• _Dataset records_:

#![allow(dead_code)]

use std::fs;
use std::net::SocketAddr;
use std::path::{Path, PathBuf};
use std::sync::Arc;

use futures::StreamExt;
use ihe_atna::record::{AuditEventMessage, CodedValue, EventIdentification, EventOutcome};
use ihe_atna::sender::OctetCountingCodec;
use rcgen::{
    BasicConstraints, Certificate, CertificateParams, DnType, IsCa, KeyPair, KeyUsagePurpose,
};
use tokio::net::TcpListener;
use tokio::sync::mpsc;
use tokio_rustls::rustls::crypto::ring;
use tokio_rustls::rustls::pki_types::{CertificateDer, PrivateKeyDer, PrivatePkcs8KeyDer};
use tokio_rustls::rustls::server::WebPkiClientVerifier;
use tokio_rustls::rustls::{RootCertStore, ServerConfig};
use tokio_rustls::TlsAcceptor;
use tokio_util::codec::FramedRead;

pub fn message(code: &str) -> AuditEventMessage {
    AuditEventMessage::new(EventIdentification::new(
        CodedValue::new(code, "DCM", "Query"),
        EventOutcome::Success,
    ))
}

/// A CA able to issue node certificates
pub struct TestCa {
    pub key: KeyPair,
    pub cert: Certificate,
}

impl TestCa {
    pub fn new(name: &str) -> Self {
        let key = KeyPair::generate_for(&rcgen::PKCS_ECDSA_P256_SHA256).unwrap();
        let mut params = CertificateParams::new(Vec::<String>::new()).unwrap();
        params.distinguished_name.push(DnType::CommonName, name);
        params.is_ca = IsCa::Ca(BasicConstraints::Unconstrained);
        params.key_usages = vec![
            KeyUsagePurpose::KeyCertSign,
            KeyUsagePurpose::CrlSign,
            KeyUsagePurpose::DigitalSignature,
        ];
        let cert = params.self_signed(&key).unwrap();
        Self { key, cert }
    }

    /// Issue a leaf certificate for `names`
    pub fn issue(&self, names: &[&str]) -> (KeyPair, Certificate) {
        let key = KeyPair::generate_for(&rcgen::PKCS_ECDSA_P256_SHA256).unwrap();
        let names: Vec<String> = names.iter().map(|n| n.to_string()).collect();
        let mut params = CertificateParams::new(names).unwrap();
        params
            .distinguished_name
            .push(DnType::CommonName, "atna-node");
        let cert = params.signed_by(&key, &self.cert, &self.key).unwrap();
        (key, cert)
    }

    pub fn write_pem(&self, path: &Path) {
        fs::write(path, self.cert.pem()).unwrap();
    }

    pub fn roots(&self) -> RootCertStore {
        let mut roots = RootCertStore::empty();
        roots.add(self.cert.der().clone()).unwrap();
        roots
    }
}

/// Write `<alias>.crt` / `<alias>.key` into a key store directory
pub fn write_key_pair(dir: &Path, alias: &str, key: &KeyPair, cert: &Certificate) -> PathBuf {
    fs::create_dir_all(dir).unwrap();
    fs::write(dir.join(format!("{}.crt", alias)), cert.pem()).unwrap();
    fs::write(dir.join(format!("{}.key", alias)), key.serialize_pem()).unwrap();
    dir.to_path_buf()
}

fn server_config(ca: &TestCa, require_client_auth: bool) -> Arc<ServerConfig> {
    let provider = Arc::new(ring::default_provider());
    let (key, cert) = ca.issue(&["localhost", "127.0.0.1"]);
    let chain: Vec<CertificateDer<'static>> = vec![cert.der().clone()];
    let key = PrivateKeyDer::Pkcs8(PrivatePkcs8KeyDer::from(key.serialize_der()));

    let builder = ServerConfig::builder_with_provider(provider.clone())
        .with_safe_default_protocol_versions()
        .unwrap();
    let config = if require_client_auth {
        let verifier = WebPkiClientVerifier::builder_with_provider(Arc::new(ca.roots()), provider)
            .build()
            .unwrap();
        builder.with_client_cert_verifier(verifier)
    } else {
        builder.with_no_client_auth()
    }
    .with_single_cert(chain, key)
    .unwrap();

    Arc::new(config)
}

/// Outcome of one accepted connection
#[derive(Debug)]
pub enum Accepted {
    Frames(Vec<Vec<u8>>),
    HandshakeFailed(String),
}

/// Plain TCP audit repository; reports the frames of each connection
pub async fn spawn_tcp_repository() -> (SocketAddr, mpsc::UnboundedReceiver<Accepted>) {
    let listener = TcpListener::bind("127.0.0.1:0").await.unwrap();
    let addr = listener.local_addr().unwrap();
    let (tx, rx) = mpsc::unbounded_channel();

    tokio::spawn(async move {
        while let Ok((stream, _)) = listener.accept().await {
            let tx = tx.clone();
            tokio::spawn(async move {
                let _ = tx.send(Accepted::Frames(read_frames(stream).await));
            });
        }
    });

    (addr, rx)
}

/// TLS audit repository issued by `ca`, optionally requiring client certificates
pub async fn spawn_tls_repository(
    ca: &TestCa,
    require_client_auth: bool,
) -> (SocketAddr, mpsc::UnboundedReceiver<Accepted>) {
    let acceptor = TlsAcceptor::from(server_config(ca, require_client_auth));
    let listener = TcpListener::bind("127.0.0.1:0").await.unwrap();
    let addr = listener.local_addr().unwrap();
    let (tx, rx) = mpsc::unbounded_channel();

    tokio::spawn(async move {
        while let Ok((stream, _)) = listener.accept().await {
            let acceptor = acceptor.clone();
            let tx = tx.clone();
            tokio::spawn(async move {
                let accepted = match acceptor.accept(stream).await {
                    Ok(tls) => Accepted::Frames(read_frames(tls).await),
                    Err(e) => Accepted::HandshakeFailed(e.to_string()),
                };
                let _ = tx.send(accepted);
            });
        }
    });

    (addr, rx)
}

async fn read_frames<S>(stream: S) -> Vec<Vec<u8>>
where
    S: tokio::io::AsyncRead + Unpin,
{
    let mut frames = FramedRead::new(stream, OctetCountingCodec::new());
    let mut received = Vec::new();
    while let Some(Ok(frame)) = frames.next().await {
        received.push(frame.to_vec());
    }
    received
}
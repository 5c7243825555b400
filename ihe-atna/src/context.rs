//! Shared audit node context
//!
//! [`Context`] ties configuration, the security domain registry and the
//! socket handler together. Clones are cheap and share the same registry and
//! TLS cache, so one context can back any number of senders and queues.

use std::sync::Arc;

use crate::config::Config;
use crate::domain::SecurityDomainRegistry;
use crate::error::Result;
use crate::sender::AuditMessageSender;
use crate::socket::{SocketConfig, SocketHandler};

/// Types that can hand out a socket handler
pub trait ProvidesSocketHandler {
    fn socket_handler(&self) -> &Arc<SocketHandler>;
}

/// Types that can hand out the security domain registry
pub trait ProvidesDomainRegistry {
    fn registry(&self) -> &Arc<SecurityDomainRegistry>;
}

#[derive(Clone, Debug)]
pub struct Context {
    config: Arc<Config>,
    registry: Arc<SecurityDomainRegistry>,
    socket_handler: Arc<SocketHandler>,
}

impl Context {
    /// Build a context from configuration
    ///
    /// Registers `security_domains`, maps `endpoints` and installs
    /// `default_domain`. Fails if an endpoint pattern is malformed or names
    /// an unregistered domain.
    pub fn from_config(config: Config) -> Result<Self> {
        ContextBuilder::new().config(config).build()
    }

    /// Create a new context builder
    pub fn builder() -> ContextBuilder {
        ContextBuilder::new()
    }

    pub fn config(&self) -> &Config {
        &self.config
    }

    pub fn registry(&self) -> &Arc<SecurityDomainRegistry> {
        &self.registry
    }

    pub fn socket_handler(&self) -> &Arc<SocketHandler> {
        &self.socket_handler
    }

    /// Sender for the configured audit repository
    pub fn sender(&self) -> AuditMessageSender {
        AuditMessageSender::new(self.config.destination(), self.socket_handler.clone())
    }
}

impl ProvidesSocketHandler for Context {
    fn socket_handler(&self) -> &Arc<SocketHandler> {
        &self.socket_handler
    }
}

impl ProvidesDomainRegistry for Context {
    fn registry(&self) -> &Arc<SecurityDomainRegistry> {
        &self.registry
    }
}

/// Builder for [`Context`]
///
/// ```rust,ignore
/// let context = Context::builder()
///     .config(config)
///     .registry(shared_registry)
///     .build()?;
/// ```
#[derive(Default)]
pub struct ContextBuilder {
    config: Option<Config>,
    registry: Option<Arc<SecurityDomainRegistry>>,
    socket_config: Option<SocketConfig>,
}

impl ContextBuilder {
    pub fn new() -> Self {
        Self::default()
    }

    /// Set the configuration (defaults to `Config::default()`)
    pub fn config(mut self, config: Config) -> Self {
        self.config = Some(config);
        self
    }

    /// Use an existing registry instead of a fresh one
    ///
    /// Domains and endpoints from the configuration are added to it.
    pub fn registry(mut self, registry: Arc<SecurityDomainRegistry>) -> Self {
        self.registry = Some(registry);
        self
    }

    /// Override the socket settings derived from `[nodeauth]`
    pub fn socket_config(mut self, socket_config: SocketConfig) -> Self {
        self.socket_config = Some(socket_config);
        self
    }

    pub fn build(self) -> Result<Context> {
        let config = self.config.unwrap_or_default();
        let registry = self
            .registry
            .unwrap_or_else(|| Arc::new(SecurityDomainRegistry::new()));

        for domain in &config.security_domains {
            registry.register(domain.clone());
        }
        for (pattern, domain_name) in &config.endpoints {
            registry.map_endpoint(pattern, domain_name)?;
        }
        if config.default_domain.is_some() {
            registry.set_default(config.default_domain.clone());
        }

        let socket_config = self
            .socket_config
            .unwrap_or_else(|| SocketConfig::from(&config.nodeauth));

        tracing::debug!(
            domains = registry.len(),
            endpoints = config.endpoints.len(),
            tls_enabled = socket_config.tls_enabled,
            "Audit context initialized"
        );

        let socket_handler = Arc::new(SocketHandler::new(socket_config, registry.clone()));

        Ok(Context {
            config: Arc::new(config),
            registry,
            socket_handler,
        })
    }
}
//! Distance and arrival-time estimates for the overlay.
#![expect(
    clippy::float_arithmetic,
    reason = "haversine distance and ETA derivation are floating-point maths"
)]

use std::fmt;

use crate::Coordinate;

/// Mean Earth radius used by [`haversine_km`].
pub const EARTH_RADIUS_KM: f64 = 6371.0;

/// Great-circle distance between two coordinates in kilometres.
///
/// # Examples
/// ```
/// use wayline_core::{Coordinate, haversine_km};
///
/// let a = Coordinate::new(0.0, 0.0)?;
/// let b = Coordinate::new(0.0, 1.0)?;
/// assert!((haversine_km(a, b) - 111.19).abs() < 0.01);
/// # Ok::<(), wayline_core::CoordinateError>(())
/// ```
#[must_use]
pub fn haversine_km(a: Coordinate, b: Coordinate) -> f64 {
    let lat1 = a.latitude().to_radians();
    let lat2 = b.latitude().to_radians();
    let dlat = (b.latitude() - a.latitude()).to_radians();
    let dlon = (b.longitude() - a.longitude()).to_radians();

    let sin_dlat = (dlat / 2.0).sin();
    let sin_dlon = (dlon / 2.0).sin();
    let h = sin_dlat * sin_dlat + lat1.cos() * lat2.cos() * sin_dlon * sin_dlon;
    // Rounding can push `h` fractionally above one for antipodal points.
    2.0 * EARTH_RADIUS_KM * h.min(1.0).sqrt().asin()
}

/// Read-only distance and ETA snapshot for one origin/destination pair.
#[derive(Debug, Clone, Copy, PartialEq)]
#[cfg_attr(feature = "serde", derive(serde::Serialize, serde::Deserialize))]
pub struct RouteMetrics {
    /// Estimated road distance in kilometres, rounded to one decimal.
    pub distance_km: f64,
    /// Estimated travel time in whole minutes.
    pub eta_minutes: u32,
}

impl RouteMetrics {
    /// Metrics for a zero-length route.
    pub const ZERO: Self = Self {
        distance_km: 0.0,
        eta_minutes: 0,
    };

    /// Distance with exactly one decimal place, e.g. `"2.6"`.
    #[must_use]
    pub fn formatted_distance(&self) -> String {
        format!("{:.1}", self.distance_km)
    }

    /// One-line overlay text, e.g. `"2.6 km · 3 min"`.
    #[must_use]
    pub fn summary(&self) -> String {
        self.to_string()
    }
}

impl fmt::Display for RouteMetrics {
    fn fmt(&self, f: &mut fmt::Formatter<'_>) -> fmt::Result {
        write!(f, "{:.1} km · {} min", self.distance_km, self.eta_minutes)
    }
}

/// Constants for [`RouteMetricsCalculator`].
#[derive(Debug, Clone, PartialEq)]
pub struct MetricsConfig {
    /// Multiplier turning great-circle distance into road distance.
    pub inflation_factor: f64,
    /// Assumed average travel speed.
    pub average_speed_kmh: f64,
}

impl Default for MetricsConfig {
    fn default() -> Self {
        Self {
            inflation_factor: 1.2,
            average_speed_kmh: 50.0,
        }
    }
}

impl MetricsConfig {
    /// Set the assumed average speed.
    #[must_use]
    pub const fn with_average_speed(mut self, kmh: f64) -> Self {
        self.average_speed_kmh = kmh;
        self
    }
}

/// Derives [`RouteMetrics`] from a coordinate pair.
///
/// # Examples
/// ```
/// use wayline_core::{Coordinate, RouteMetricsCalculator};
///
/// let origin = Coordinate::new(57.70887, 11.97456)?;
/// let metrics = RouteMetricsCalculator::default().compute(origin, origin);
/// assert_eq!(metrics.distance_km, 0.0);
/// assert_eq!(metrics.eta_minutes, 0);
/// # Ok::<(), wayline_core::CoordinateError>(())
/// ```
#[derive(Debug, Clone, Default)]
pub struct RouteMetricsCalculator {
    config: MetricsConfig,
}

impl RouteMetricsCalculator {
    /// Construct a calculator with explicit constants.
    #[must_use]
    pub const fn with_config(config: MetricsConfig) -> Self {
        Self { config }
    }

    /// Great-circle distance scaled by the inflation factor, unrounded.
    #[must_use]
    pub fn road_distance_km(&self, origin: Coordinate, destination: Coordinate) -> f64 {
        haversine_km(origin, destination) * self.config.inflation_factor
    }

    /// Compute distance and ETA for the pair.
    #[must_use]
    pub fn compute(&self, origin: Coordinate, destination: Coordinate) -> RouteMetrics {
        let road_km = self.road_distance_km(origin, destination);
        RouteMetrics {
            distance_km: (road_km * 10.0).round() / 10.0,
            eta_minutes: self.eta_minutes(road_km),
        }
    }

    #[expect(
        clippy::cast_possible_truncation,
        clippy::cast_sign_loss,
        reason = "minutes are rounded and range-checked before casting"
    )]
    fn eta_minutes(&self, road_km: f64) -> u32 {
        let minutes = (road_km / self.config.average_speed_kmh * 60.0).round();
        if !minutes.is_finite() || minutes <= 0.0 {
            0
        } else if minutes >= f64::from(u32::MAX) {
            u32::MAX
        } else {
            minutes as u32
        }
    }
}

• _Task statement_: Whenever a line above has the word "RootCertStore" in it, copy that line.

• _Solution to the problem_:
use tokio_rustls::rustls::{RootCertStore, ServerConfig};
    pub fn roots(&self) -> RootCertStore {
        let mut roots = RootCertStore::empty();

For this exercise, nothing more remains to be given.